After a virtual meeting with Trump, Zelensky postured by saying, “Putin is bluffing that the sanctions do not work, that they are nothing. In fact, sanctions are hitting the Russian economy hard.”[1] The Ukrainian president added that Putin had not changed his military goal with respect to occupying “the whole of Ukraine.”[2] Meanwhile, Trump was rattling his saber by warning Putin that there would be “very severe consequences” if Putin does not agree to a ceasefire.[3] This warning is sheer posture; no one should assume that Trump was saying what would actually happen, so protests against Trump unleashing World War III would be unfounded and based on a failure to distinguish negotiating posturing from announcing a new policy.

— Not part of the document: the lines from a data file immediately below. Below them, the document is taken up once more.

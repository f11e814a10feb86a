use alloy::primitives::Address;
use async_trait::async_trait;
use thiserror::Error;
use tokenlaunch_core::{Categorized, ErrorCategory, Network};

use crate::args::{ConstructorArg, EncodeError};
use crate::artifact::ArtifactError;

/// Successful outcomes of a verification request.
///
/// A contract whose source the explorer already knows is not an error; the
/// provider reports it here so callers never inspect message text.
#[derive(Debug, Clone, Copy, PartialEq, Eq)]
pub enum VerificationStatus {
    Verified,
    AlreadyVerified,
}

#[derive(Debug, Error)]
pub enum VerifyError {
    #[error("No block explorer configured for {0}")]
    ExplorerNotConfigured(Network),

    #[error("No explorer API key configured for {0}")]
    MissingApiKey(Network),

    #[error("Explorer request failed: {0}")]
    Request(String),

    #[error("Explorer rejected the submission: {0}")]
    Rejected(String),

    #[error("Verification failed: {0}")]
    Failed(String),

    #[error("Verification still pending after {attempts} status checks (guid {guid})")]
    Timeout { guid: String, attempts: u32 },

    #[error(transparent)]
    Artifact(#[from] ArtifactError),

    #[error(transparent)]
    Encode(#[from] EncodeError),
}

impl Categorized for VerifyError {
    fn category(&self) -> ErrorCategory {
        match self {
            Self::ExplorerNotConfigured(_) | Self::MissingApiKey(_) => ErrorCategory::Config,
            Self::Request(_) => ErrorCategory::Network,
            Self::Rejected(_) | Self::Failed(_) | Self::Timeout { .. } => {
                ErrorCategory::Verification
            }
            Self::Artifact(_) | Self::Encode(_) => ErrorCategory::Contract,
        }
    }
}

/// Publishes a deployed contract's source to a block explorer.
#[async_trait]
pub trait VerificationProvider: Send + Sync {
    /// Verify the contract at `address`, deployed with `args`.
    async fn verify(
        &self,
        address: Address,
        args: &[ConstructorArg],
    ) -> Result<VerificationStatus, VerifyError>;
}
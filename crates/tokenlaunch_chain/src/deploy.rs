use std::path::PathBuf;

use alloy::network::TransactionBuilder;
use alloy::primitives::{Address, Bytes, TxHash};
use alloy::providers::Provider;
use alloy::rpc::types::TransactionRequest;
use async_trait::async_trait;
use chrono::Utc;
use thiserror::Error;
use tokenlaunch_core::{Categorized, ErrorCategory, Network, ProjectPaths};
use tracing::{debug, info};

use crate::args::{ConstructorArg, EncodeError, encode_constructor_args};
use crate::artifact::{ArtifactError, ContractArtifact};
use crate::connection::ChainConnection;
use crate::deployments::{DeploymentRecord, DeploymentStore, StoreError};

#[derive(Debug, Clone)]
pub struct DeployOptions {
    pub from: Address,
    pub args: Vec<ConstructorArg>,
    pub wait_confirmations: u64,
    /// Log transaction progress at info level.
    pub log: bool,
}

/// Where a contract ended up and how it got there.
#[derive(Debug, Clone, PartialEq, Eq)]
pub struct Deployment {
    pub contract_name: String,
    pub address: Address,
    pub transaction_hash: Option<TxHash>,
    pub block_number: Option<u64>,
    pub gas_used: Option<u64>,
    pub args: Vec<ConstructorArg>,
    /// `false` when an identical earlier deployment was reused.
    pub newly_deployed: bool,
}

#[derive(Debug, Error)]
pub enum DeployError {
    #[error(transparent)]
    Artifact(#[from] ArtifactError),

    #[error(transparent)]
    Encode(#[from] EncodeError),

    #[error("RPC error: {0}")]
    Rpc(String),

    #[error("Deployment transaction {0} reverted")]
    Reverted(TxHash),

    #[error("Receipt for {0} has no contract address")]
    MissingAddress(TxHash),

    #[error(transparent)]
    Store(#[from] StoreError),
}

impl Categorized for DeployError {
    fn category(&self) -> ErrorCategory {
        match self {
            Self::Rpc(_) => ErrorCategory::Network,
            Self::Store(_) => ErrorCategory::Internal,
            Self::Artifact(_) | Self::Encode(_) | Self::Reverted(_) | Self::MissingAddress(_) => {
                ErrorCategory::Contract
            }
        }
    }
}

/// Deploys named contracts from the build artifacts.
#[async_trait]
pub trait DeployProvider: Send + Sync {
    async fn deploy(&self, contract_name: &str, options: DeployOptions)
    -> Result<Deployment, DeployError>;
}

/// Local dev nodes mine on demand, so waiting for more than one block would
/// never finish.
pub fn effective_confirmations(network: Network, requested: u64) -> u64 {
    if network.is_dev() { 1 } else { requested.max(1) }
}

Different from posturing were demands from the governor of a large E.U. state, including that a ceasefire “must be at the very beginning. Later, there may be a framework agreement. Third, . . .”[4] A leader of an E.U. state who was not to be included in the upcoming negotiation between Trump and Putin, whose respective federations are empire-scale and consist of states and regions, respectively, that are themselves the size of E.U. states, was making demands as if that leader were to be a participant in the negotiations, for otherwise to make demands would not make sense; all that could be offered would be suggestions.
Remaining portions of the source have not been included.